Mimo że jakoś mi sie za specjalnie tu nie podoba zrzuce zbedne bagaże i kopne do Sarhadu i z powrotem.
Czy było warto? NIE :!: Jednak teraz jestem zadowolony że to zrobiłem...
Te widoki nie wynagrodziły mi wysiłku i wyprutych flaków na pokonanie tych pierdzielonych 100km. No ale skoro juz pstryknąłem co nieco to sie pochwale
A jaką człowiek miał radoche jak wielbłąda zobaczył :lol: Sie przypomniało jak z dzieciaka w ZOO byłem :lol:
I tak kręce dalej i dalej, a kilometrów ledwo przybywa. Mimo że bez przyczepki i bagażu.
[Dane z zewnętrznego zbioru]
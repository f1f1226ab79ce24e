//! Input controls with lazily applied aspects.
//!
//! A [`Control`] holds a value and resolves [aspects](Aspect) on demand: each aspect definition
//! applies at most once per control, and the result is cached. Controls can be
//! [converted](Control::convert) into other controls, which keep their values in sync and
//! derive their aspects from the source control.

mod applied;
mod aspect;
mod builder;
mod control;
mod conversion;
mod converted;
mod error;
mod supply;
mod value;

pub use crate::{
    applied::{Applied, AppliedAny, AppliedKind, BuildFn, LookupFn},
    aspect::{AnyAspect, Aspect, AspectId},
    builder::{control_builder, ControlBuilder},
    control::{AnyControl, Control, ControlId, SetupFn},
    conversion::{AspectConversion, Conversion},
    error::{CancelReason, ControlError},
    supply::Supply,
    value::ValueTracker,
};
pub use kyute_common::Data;
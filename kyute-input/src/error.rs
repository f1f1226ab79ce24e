use std::rc::Rc;
use thiserror::Error;

/// Why a supply has been cut off.
#[derive(Clone, Debug, Error, PartialEq, Eq)]
pub enum CancelReason {
    /// Plain cancellation, without further explanation.
    #[error("supply cut off")]
    Off,
    /// Cancellation with a message.
    #[error("{0}")]
    Message(Rc<str>),
}

impl CancelReason {
    pub fn message(text: impl Into<Rc<str>>) -> CancelReason {
        CancelReason::Message(text.into())
    }
}

impl Default for CancelReason {
    fn default() -> Self {
        CancelReason::Off
    }
}

/// Errors reported by controls.
#[derive(Clone, Debug, Error)]
pub enum ControlError {
    #[error("control has been cut off: {0}")]
    Cancelled(CancelReason),
    #[error("control value type mismatch: expected `{expected}`, found `{actual}`")]
    ValueTypeMismatch { expected: &'static str, actual: &'static str },
}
Sie jakies stao kóz napatoczyło.
Oraz jegomość co je prowadzał
Fajny gościu. Stalismy se przez jakis czas i śmialismy sie ch* wie z czego :lol: Tak o, ja z niego, on ze mnie. Jajca kwadratowe :lol:
Znowu wqrw mnie złapał że tego cholernego farsi nie znam :evil:
Jedziem i jedziem, mijam jakies konstrukcje podejżanego przeznaczenia...
A to pierwsze napotkane dziewczynki które nie spierdzielały przede mną...
Ale i tak widac było w nich jakiś strach. Chyba od małego są uczone że obcy chłop jest beee...
... no albo ja na pedolifa wyglądam (za tą opcją bardziej obstawiam).
I miejscowy myśliciel
Też jape cieszył nie wiem z czego......
Ja wiem że kuń lepszy tam jak rower..... ale zeby od razu sie nasmiewać? :lol:
A to juz sie zaczyna okolica Sarhadu. Miła polanka gdzie pasie sie wszystko od owcy przez osiołka aż po kunia.
Do Sarhadu nie dotarłem bo byłem padnięty a jeszcze droga powrotna, zatrzymałem sie w pierwszej wiosce przed Sarhadem. W zasadzie widok ten sam....
.... a - i pierdzielona rzeczka lodowcowa przez którą trzeba było przepchać bryke.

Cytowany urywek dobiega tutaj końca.